Average wages rose in 19 countries despite coronavirus bite

Average wages rose in 19 countries despite coronavirus bite

While the coronavirus pandemic has been characterized by global economic contraction, reduced labor hours, pay cuts, and unemployment – the narrative is shifting in other countries with the International Labour organizations (ILO) saying the pandemic has had a positive impact on average wage earners in 19 countries.

These countries include Canada whose unemployment rate is at 10.6 percent with a real wage index of 107.6 against a nominal wage of 108.4 percent. North Macedonia comes in second with Brazil taking third place.

Brazil’s unemployment rate stands at 13.3 percent with a real wage of 107.3 percent against a nominal wage of 109.6 percent.

The Pandemic-stricken United States, nonetheless, comes in at position 10  with a relatively low unemployment rate of 7.9 percent. The real wage stands at 104.3 percent vis a vis a nominal wage of 106.2 percent

International Labor Organization attributes the higher average wages to the “compositional effect.” This is an effect described as when wages are not actually increasing, but the makeup of employment changes. As a result of the COVID-19 pandemic, there was a loss and subsequent absence of lower paying and informal jobs in the economy. As a result, the absence for labor can raise average wage.

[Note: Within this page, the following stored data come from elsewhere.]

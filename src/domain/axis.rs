//! Build axis definitions
//!
//! An axis is one dimension of the build matrix (e.g. CUDA version). The
//! declaration order of axes, and of values within an axis, is an observable
//! contract: matrix expansion and output file naming follow it.

use serde::{Deserialize, Serialize};
use std::fmt;

/// A named build dimension with an ordered list of legal values
#[derive(Debug, Clone, PartialEq, Eq, Serialize, Deserialize)]
pub struct Axis {
    /// Axis name (e.g. `cuda`)
    pub name: String,
    /// Legal values in declaration order, never empty
    pub values: Vec<String>,
}

impl Axis {
    /// Creates a new axis
    pub fn new(name: impl Into<String>, values: Vec<String>) -> Self {
        Self {
            name: name.into(),
            values,
        }
    }

    /// Returns the canonical default value: the first declared one
    pub fn default_value(&self) -> &str {
        &self.values[0]
    }

    /// Returns true if the given value is legal for this axis
    pub fn has_value(&self, value: &str) -> bool {
        self.values.iter().any(|v| v == value)
    }
}

impl fmt::Display for Axis {
    fn fmt(&self, f: &mut fmt::Formatter<'_>) -> fmt::Result {
        write!(f, "{} [{}]", self.name, self.values.join(", "))
    }
}

/// The global axis vocabulary, in declaration order
#[derive(Debug, Clone, Default, PartialEq, Eq, Serialize, Deserialize)]
pub struct AxisTable {
    axes: Vec<Axis>,
}

impl AxisTable {
    /// Creates an empty axis table
    pub fn new() -> Self {
        Self { axes: Vec::new() }
    }

    /// Creates a table from axes already in declaration order
    pub fn from_axes(axes: Vec<Axis>) -> Self {
        Self { axes }
    }

    /// Appends an axis, preserving declaration order
    pub fn push(&mut self, axis: Axis) {
        self.axes.push(axis);
    }

    /// Looks up an axis by name
    pub fn get(&self, name: &str) -> Option<&Axis> {
        self.axes.iter().find(|a| a.name == name)
    }

    /// Returns true if an axis with this name is declared
    pub fn contains(&self, name: &str) -> bool {
        self.get(name).is_some()
    }

    /// Iterates axes in declaration order
    pub fn iter(&self) -> impl Iterator<Item = &Axis> {
        self.axes.iter()
    }

    /// Returns the number of declared axes
    pub fn len(&self) -> usize {
        self.axes.len()
    }

    /// Returns true if no axes are declared
    pub fn is_empty(&self) -> bool {
        self.axes.is_empty()
    }
}

#[cfg(test)]
mod tests {
    use super::*;

    fn cuda_axis() -> Axis {
        Axis::new("cuda", vec!["11.8".to_string(), "12.0".to_string()])
    }

    #[test]
    fn test_axis_new() {
        let axis = cuda_axis();
        assert_eq!(axis.name, "cuda");
        assert_eq!(axis.values, vec!["11.8", "12.0"]);
    }

    #[test]
    fn test_axis_default_value() {
        assert_eq!(cuda_axis().default_value(), "11.8");
    }

    #[test]
    fn test_axis_has_value() {
        let axis = cuda_axis();
        assert!(axis.has_value("11.8"));
        assert!(axis.has_value("12.0"));
        assert!(!axis.has_value("12.2"));
    }

    #[test]
    fn test_axis_display() {
        assert_eq!(format!("{}", cuda_axis()), "cuda [11.8, 12.0]");
    }

    #[test]
    fn test_table_get_and_contains() {
        let mut table = AxisTable::new();
        table.push(cuda_axis());
        table.push(Axis::new("arch", vec!["x86_64".to_string()]));

        assert!(table.contains("cuda"));
        assert!(table.contains("arch"));
        assert!(!table.contains("python"));
        assert_eq!(table.get("cuda").unwrap().values.len(), 2);
    }

    #[test]
    fn test_table_preserves_declaration_order() {
        let table = AxisTable::from_axes(vec![
            Axis::new("cuda", vec!["11.8".to_string()]),
            Axis::new("arch", vec!["x86_64".to_string()]),
            Axis::new("py", vec!["3.10".to_string()]),
        ]);
        let names: Vec<_> = table.iter().map(|a| a.name.as_str()).collect();
        assert_eq!(names, vec!["cuda", "arch", "py"]);
    }

    #[test]
    fn test_table_len_and_empty() {
        let table = AxisTable::new();
        assert!(table.is_empty());
        assert_eq!(table.len(), 0);

        let table = AxisTable::from_axes(vec![cuda_axis()]);
        assert!(!table.is_empty());
        assert_eq!(table.len(), 1);
    }
}
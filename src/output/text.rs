//! Text output formatter for human-readable display
//!
//! This module provides:
//! - Per-file-spec listing of generated manifests with colors
//! - Matrix point display in verbose mode
//! - Dry-run prefix and summary line
//! - Error listing for partially failed compilations

use crate::orchestrator::CompileOutcome;
use crate::output::{OutputFormatter, Verbosity};
use colored::Colorize;
use std::io::Write;

/// Text formatter for human-readable output
pub struct TextFormatter {
    /// Verbosity level
    verbosity: Verbosity,
    /// Whether this is a dry-run
    dry_run: bool,
    /// Whether to use colors
    color: bool,
}

impl TextFormatter {
    /// Create a new text formatter
    pub fn new(verbosity: Verbosity, dry_run: bool) -> Self {
        Self {
            verbosity,
            dry_run,
            color: true,
        }
    }

    /// Create a new text formatter with color option
    pub fn with_color(verbosity: Verbosity, dry_run: bool, color: bool) -> Self {
        Self {
            verbosity,
            dry_run,
            color,
        }
    }

    /// Get the dry-run prefix if applicable
    fn dry_run_prefix(&self) -> String {
        if self.dry_run {
            if self.color {
                format!("{} ", "(dry-run)".cyan())
            } else {
                "(dry-run) ".to_string()
            }
        } else {
            String::new()
        }
    }

    /// Format one package count for display
    fn package_count(&self, count: usize) -> String {
        let text = if count == 1 {
            "1 package".to_string()
        } else {
            format!("{} packages", count)
        };
        if self.color {
            text.dimmed().to_string()
        } else {
            text
        }
    }
}

impl OutputFormatter for TextFormatter {
    fn format(&self, outcome: &CompileOutcome, writer: &mut dyn Write) -> std::io::Result<()> {
        if self.verbosity == Verbosity::Quiet {
            // Quiet mode reports errors only
            for error in &outcome.errors {
                writeln!(writer, "{}", error)?;
            }
            return Ok(());
        }

        let summary = &outcome.summary;

        for file in summary.file_names() {
            let heading = if self.color {
                file.bold().to_string()
            } else {
                file.to_string()
            };
            writeln!(writer, "{}{}", self.dry_run_prefix(), heading)?;

            for output in summary.by_file(file) {
                let path = output.path.display().to_string();
                let path_display = if self.color {
                    path.green().to_string()
                } else {
                    path
                };

                if self.verbosity == Verbosity::Verbose {
                    let point = if output.point.is_empty() {
                        "unconditional".to_string()
                    } else {
                        output.point.clone()
                    };
                    writeln!(
                        writer,
                        "  {}  [{}]  {}",
                        path_display,
                        point,
                        self.package_count(output.package_count)
                    )?;
                } else {
                    writeln!(writer, "  {}", path_display)?;
                }
            }
        }

        if !outcome.errors.is_empty() {
            writeln!(writer)?;
            let heading = if self.color {
                "Errors:".red().bold().to_string()
            } else {
                "Errors:".to_string()
            };
            writeln!(writer, "{}", heading)?;
            for error in &outcome.errors {
                writeln!(writer, "  {}", error)?;
            }
        }

        writeln!(writer)?;
        let verb = if self.dry_run { "resolved" } else { "wrote" };
        writeln!(
            writer,
            "{}{} {} manifest(s) for {} file spec(s)",
            self.dry_run_prefix(),
            verb,
            summary.total_outputs(),
            summary.file_names().len()
        )?;

        Ok(())
    }
}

This is evident with Brazil. As both nominal and real wages increased, so did unemployment. Brazil’s current unemployment rate is 13.3 percent, while wages have skyrocketed to a real wage index of 107.3 percent during the first half of 2020.

On the flip side, average wage significantly dropped in majority of countries across Europe and Sub-Saharan Africa.

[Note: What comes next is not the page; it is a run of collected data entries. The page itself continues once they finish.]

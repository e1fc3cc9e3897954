//! CLI argument parsing module for depmat

use clap::{ArgAction, Parser};
use std::path::PathBuf;

/// Dependency matrix compiler
#[derive(Parser, Debug, Clone)]
#[command(name = "depmat", version, about = "Dependency matrix compiler")]
pub struct CliArgs {
    /// Path to the specification document
    #[arg(default_value = "dependencies.yaml")]
    pub spec: PathBuf,

    /// Directory where generated manifests are written
    #[arg(short = 'o', long, default_value = ".")]
    pub output_dir: PathBuf,

    /// Compile only the named file specs (can be specified multiple times)
    #[arg(long, action = ArgAction::Append)]
    pub file: Vec<String>,

    // General options
    /// Dry run mode - resolve and render without writing files
    #[arg(short = 'n', long)]
    pub dry_run: bool,

    /// Enable verbose output
    #[arg(long)]
    pub verbose: bool,

    /// Enable quiet mode - minimal output
    #[arg(short, long)]
    pub quiet: bool,

    // Output options
    /// Output results in JSON format
    #[arg(long)]
    pub json: bool,

    /// List the output paths that would be generated, without compiling
    #[arg(long)]
    pub list: bool,
}

impl CliArgs {
    /// Check if any file spec filter is specified
    pub fn has_file_filter(&self) -> bool {
        !self.file.is_empty()
    }

    /// Check if a file spec should be compiled based on filters
    pub fn should_compile_file(&self, name: &str) -> bool {
        !self.has_file_filter() || self.file.iter().any(|f| f == name)
    }
}

#[cfg(test)]
mod tests {
    use super::*;
    use clap::Parser;

    #[test]
    fn test_default_args() {
        let args = CliArgs::parse_from(["depmat"]);
        assert_eq!(args.spec, PathBuf::from("dependencies.yaml"));
        assert_eq!(args.output_dir, PathBuf::from("."));
        assert!(args.file.is_empty());
        assert!(!args.dry_run);
        assert!(!args.verbose);
        assert!(!args.quiet);
        assert!(!args.json);
        assert!(!args.list);
    }

    #[test]
    fn test_spec_argument() {
        let args = CliArgs::parse_from(["depmat", "/some/dependencies.yaml"]);
        assert_eq!(args.spec, PathBuf::from("/some/dependencies.yaml"));
    }

    #[test]
    fn test_output_dir_short_flag() {
        let args = CliArgs::parse_from(["depmat", "-o", "conda/environments"]);
        assert_eq!(args.output_dir, PathBuf::from("conda/environments"));
    }

    #[test]
    fn test_output_dir_long_flag() {
        let args = CliArgs::parse_from(["depmat", "--output-dir", "out"]);
        assert_eq!(args.output_dir, PathBuf::from("out"));
    }

    #[test]
    fn test_dry_run_short_flag() {
        let args = CliArgs::parse_from(["depmat", "-n"]);
        assert!(args.dry_run);
    }

    #[test]
    fn test_dry_run_long_flag() {
        let args = CliArgs::parse_from(["depmat", "--dry-run"]);
        assert!(args.dry_run);
    }

    #[test]
    fn test_verbose_flag() {
        let args = CliArgs::parse_from(["depmat", "--verbose"]);
        assert!(args.verbose);
    }

    #[test]
    fn test_quiet_flags() {
        let args = CliArgs::parse_from(["depmat", "-q"]);
        assert!(args.quiet);

        let args = CliArgs::parse_from(["depmat", "--quiet"]);
        assert!(args.quiet);
    }

    #[test]
    fn test_file_multiple() {
        let args = CliArgs::parse_from(["depmat", "--file", "all", "--file", "docs"]);
        assert_eq!(args.file, vec!["all", "docs"]);
    }

    #[test]
    fn test_json_output() {
        let args = CliArgs::parse_from(["depmat", "--json"]);
        assert!(args.json);
    }

    #[test]
    fn test_list_flag() {
        let args = CliArgs::parse_from(["depmat", "--list"]);
        assert!(args.list);
    }

    #[test]
    fn test_has_file_filter() {
        let args = CliArgs::parse_from(["depmat"]);
        assert!(!args.has_file_filter());

        let args = CliArgs::parse_from(["depmat", "--file", "all"]);
        assert!(args.has_file_filter());
    }

    #[test]
    fn test_should_compile_file() {
        let args = CliArgs::parse_from(["depmat"]);
        assert!(args.should_compile_file("anything"));

        let args = CliArgs::parse_from(["depmat", "--file", "all"]);
        assert!(args.should_compile_file("all"));
        assert!(!args.should_compile_file("docs"));
    }

    #[test]
    fn test_combined_flags() {
        let args = CliArgs::parse_from([
            "depmat",
            "deps/dependencies.yaml",
            "-o",
            "out",
            "-n",
            "--verbose",
            "--file",
            "all",
            "--json",
        ]);
        assert_eq!(args.spec, PathBuf::from("deps/dependencies.yaml"));
        assert_eq!(args.output_dir, PathBuf::from("out"));
        assert!(args.dry_run);
        assert!(args.verbose);
        assert_eq!(args.file, vec!["all"]);
        assert!(args.json);
    }
}
//! The compiled specification model
//!
//! Built once by the schema module and immutable afterwards. Compilation is
//! a pure function over this model, so tasks can share it freely.

use super::{AxisTable, DependencySet, FileSpec};
use serde::{Deserialize, Serialize};

/// The fully validated specification document
#[derive(Debug, Clone, Default, PartialEq, Eq, Serialize, Deserialize)]
pub struct Model {
    /// Channel list passed through verbatim into environment outputs
    pub channels: Vec<String>,
    /// Global axis vocabulary
    pub axes: AxisTable,
    /// File specs in declaration order
    pub files: Vec<FileSpec>,
    /// Dependency sets in declaration order
    pub sets: Vec<DependencySet>,
}

impl Model {
    /// Looks up a file spec by name
    pub fn file(&self, name: &str) -> Option<&FileSpec> {
        self.files.iter().find(|f| f.name == name)
    }

    /// Looks up a dependency set by name
    pub fn set(&self, name: &str) -> Option<&DependencySet> {
        self.sets.iter().find(|s| s.name == name)
    }
}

Vietnam tops the list with an unemployment rate of 2.7 percent and a real wage of 92.4 percent against a nominal wage of 94.4 percent. Spain comes second with Mexico third. South Africa, is the worst affected in Africa, yet ranking at number 4 on the global list.

South Africa’s unemployment rate stands at 23.3 percent with a real wage of 95.2 percent and a nominal wage of 97.4 percent. She is the worst affected country by the pandemic in the continent having recorded over 1.5 million cases, 49,150 deaths and experienced an aggravated level 5 lockdown for a better part of 2020.

Germany takes the last place in the 11 ranked countries with an unemployment rate of 4.4 percent, real wage of 99.6 against a nominal wage of 100.5.

While rising wages are characterized by loss of low paying jobs that does not necessarily define falling wages, according to ILO, falling wages, however, do not necessarily mean that people are receiving less money, as many subsidies have been put in place to help cushion income or job loss.

In cases where wage indices declined, employment did not. This is because different job retention schemes were put in place, wherein workers were furloughed, but were given a portion of their wages from the national government. This allowed unemployment rates to remain steady while wages tapered off.

New Zealand in April 2020 announced a mandatory 20 percent pay cuts for top public officials including Prime Minister Jacinda Ardern for a period of six months to cushion the economic fallout of the pandemic. AON, a global insurance firm temporarily cut the pay by 50 percent of the company’s named executive officers in response to the COVID-19 crisis.

In addition, the company announced that 70 percent of its global workforce were to experience a 20 percent reduction in their salaries, while approximately 30 percent of Aon colleagues were to face no reduction.

In Kenya, Kenya Airways (KQ) pilots took an over 70 percent pay cut amid the company’s financial woes and COVID-19 impact.

A study by Stanbic Bank  in Kenya showed that over 60 percent of Kenyans took a pay cut during the coronavirus age.

In the years leading up to the pandemic, annual global wage growth was fluctuating stably between 1.6–2.2 percent. However, during the COVID-19 age, the global unemployment rate during the second quarter of 2020 was 13.3 percent with a real wage of 107.3 percent against a nominal wage of 109.6 percent.